# Data under study:
# # #
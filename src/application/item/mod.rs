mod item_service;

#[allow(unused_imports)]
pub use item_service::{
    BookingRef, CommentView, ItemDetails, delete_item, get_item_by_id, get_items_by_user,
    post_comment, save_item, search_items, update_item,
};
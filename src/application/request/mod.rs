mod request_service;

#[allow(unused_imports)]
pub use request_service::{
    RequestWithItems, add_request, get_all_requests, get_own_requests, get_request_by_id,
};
# # #
Copy the entries above exactly, so that each line matches the original.

# Response area:
filename src/application/item/mod.rs
mod item_service;

#[allow(unused_imports)]
pub use item_service::{
    BookingRef, CommentView, ItemDetails, delete_item, get_item_by_id, get_items_by_user,
    post_comment, save_item, search_items, update_item,
};
filename src/application/request/mod.rs
mod request_service;

#[allow(unused_imports)]
pub use request_service::{
    RequestWithItems, add_request, get_all_requests, get_own_requests, get_request_by_id,
};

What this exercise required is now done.